Go through the entries below line by line and tally those holding "shout"; write only the tally.

(The data Opens)

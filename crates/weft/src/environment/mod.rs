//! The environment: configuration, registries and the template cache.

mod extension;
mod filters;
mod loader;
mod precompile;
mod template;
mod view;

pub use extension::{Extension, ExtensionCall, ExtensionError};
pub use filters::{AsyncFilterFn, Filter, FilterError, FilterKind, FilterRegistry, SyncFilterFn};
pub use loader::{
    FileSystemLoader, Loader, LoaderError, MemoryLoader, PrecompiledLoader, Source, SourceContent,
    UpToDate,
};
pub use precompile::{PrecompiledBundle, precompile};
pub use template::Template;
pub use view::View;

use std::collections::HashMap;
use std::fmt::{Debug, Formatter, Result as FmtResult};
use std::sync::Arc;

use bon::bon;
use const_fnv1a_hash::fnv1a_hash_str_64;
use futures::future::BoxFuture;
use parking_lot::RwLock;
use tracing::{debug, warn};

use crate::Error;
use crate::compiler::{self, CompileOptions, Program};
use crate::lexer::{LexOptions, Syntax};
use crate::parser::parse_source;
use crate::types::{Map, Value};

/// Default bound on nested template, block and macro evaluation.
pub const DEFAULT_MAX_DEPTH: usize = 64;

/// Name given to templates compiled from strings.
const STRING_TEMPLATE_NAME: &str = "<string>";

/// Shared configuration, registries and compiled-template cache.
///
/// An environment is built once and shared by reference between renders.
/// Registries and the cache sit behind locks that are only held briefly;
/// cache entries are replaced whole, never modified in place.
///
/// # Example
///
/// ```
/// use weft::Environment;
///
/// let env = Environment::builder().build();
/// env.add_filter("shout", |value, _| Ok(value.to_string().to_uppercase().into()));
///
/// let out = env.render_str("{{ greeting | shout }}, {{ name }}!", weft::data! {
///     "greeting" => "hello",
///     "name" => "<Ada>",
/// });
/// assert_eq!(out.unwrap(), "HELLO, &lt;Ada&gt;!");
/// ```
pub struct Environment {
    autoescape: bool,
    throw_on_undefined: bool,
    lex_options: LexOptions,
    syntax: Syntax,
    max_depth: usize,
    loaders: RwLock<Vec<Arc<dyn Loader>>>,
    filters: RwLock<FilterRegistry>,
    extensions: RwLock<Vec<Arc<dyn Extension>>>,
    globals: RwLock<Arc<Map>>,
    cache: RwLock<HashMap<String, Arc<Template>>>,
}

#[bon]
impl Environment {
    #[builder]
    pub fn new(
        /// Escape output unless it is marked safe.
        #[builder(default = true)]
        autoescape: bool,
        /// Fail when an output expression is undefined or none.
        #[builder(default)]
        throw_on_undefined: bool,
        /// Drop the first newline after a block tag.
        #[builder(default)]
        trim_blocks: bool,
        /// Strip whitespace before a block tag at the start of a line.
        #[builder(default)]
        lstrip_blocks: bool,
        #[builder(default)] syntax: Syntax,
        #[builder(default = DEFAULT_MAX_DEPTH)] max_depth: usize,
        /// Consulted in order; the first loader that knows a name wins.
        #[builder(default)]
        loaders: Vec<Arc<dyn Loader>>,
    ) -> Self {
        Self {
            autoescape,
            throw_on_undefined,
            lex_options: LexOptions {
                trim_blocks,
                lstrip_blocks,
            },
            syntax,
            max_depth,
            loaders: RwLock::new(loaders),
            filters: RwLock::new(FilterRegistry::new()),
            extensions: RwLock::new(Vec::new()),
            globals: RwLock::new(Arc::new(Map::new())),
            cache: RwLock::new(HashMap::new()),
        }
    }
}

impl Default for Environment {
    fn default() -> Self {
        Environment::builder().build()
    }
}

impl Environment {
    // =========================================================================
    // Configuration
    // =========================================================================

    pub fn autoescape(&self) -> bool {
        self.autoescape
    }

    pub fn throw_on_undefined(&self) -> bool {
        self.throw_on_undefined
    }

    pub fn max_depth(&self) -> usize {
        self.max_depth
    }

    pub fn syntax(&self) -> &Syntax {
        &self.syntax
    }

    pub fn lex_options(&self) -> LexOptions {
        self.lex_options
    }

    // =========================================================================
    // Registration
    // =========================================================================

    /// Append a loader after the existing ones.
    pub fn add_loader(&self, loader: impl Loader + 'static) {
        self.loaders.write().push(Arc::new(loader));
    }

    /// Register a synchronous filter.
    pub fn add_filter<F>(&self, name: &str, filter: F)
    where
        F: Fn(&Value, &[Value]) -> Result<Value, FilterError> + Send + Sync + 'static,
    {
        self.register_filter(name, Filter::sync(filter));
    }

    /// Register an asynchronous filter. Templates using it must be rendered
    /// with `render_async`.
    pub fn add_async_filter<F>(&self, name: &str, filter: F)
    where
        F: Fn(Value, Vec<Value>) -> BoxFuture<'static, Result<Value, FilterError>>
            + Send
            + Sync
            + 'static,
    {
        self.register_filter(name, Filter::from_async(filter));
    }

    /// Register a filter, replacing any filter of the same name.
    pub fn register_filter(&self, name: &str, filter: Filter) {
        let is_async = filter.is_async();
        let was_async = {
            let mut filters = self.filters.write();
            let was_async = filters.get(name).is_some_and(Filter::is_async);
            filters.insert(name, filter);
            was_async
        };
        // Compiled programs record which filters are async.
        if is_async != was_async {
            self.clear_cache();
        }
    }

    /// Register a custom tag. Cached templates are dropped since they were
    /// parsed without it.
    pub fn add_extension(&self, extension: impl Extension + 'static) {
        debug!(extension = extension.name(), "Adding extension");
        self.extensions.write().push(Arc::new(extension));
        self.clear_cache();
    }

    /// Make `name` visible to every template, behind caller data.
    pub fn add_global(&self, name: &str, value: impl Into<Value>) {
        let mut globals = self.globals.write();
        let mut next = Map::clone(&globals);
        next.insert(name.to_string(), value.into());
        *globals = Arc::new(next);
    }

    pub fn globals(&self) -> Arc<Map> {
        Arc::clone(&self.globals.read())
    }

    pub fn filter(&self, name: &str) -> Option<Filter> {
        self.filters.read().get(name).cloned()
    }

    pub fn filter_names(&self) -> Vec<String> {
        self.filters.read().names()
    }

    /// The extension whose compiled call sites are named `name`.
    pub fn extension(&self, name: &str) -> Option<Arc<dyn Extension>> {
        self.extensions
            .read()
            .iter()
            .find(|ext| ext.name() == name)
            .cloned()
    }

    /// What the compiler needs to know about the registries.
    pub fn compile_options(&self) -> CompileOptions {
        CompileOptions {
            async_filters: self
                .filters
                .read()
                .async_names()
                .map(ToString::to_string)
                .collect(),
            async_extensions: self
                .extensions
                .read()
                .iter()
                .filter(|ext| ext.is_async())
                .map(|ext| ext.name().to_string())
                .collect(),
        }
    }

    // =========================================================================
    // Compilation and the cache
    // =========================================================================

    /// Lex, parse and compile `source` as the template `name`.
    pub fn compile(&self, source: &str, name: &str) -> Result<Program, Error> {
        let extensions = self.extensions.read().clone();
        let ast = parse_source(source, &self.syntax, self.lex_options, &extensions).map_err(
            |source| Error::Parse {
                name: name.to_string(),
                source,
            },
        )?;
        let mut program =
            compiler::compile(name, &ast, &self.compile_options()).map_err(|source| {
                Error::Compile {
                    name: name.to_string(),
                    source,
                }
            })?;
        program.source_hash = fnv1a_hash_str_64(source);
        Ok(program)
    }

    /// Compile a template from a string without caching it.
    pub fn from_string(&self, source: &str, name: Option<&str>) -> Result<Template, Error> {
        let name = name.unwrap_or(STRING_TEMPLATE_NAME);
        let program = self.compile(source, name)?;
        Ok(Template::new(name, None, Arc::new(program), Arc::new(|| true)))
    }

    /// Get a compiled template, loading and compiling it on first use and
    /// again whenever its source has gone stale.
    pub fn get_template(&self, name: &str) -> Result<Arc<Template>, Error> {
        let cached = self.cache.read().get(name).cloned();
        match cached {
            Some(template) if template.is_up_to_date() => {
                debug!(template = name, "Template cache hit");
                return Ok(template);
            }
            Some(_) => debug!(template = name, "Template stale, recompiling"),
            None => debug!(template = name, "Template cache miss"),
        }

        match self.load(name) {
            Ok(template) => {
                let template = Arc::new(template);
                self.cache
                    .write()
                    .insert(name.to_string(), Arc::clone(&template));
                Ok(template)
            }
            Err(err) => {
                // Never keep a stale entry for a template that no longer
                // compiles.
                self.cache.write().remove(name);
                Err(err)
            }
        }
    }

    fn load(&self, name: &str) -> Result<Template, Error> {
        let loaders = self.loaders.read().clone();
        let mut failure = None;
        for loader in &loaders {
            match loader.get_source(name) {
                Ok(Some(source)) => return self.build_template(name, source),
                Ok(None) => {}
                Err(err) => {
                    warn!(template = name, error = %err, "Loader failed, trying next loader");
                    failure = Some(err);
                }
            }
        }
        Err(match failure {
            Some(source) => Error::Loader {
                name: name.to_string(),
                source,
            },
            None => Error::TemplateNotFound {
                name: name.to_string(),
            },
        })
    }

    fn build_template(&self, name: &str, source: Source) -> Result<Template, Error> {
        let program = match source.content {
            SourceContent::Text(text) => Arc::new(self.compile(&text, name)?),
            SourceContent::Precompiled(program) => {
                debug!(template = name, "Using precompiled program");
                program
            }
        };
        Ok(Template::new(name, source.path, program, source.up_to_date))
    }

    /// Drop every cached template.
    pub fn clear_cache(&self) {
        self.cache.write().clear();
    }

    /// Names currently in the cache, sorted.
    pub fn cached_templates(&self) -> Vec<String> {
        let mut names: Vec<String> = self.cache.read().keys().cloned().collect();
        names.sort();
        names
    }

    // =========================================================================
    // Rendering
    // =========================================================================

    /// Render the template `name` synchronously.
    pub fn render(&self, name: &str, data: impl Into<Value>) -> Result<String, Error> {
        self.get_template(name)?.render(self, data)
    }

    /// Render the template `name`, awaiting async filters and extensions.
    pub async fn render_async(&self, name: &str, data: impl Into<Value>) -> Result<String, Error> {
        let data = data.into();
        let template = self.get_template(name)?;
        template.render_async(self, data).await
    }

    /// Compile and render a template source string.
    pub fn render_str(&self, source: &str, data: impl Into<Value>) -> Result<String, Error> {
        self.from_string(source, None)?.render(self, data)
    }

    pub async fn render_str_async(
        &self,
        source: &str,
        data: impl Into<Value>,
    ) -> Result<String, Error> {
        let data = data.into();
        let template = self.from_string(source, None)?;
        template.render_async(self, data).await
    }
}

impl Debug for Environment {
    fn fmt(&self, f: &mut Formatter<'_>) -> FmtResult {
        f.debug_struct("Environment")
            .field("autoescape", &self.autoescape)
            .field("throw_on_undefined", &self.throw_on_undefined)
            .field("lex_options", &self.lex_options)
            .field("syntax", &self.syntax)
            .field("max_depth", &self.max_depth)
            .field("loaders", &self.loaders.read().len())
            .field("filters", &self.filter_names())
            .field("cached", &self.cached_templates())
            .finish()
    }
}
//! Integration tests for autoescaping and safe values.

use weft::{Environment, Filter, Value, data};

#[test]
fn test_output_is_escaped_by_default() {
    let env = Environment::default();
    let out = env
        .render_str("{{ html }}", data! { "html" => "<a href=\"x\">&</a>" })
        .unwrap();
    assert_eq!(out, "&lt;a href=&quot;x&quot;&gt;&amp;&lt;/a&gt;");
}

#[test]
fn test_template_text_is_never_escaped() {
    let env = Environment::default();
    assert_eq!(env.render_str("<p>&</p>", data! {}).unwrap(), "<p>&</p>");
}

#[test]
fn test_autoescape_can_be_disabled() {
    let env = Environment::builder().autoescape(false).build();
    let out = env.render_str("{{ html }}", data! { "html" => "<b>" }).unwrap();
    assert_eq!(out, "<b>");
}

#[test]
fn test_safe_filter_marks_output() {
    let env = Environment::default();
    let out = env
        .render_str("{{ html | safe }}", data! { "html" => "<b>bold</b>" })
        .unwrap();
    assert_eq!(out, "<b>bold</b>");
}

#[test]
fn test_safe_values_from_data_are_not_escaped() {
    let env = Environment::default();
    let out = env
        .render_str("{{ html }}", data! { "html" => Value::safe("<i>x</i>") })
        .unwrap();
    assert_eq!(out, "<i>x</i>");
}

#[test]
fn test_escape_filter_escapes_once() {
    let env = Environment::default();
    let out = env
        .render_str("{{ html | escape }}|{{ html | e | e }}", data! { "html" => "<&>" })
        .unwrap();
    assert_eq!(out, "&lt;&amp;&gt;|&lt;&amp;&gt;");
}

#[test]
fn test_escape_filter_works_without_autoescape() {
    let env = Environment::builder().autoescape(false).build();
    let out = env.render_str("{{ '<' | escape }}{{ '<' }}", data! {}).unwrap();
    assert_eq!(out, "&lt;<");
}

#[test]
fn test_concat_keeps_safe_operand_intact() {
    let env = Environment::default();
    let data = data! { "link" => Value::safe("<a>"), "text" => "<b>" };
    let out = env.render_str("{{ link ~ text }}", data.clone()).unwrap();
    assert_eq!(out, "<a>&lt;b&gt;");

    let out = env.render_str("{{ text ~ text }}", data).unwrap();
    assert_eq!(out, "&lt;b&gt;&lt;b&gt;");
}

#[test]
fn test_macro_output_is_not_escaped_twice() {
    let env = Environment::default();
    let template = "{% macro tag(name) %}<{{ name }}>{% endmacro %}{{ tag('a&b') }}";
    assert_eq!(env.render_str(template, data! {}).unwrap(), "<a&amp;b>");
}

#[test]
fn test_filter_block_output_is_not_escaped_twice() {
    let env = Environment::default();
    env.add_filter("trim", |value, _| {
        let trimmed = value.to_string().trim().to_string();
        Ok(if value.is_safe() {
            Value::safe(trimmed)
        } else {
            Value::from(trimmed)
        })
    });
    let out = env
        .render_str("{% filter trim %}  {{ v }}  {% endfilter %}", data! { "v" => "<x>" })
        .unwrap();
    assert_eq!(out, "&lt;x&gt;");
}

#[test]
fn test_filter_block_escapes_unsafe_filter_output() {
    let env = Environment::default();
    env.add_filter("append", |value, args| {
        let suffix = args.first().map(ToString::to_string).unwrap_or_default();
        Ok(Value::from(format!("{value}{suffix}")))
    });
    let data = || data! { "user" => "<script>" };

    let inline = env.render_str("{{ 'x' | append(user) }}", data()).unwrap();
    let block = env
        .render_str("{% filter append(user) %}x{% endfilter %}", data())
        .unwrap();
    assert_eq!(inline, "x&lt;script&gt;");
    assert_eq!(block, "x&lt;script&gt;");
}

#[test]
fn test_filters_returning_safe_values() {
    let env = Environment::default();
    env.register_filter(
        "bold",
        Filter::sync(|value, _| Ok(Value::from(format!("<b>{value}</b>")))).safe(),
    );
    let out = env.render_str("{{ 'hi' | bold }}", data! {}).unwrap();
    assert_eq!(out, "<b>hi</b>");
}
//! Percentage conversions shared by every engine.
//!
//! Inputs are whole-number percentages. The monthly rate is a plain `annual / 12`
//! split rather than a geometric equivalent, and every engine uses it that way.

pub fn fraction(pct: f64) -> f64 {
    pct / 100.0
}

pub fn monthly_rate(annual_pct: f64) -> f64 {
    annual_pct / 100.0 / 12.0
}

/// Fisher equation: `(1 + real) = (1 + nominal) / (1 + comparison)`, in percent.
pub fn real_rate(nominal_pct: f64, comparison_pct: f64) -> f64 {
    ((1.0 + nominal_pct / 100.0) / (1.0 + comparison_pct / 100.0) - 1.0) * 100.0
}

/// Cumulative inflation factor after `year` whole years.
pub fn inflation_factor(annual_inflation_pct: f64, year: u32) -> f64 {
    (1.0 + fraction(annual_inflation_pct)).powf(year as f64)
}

(The data Closes)

> _Response to the exercise_
2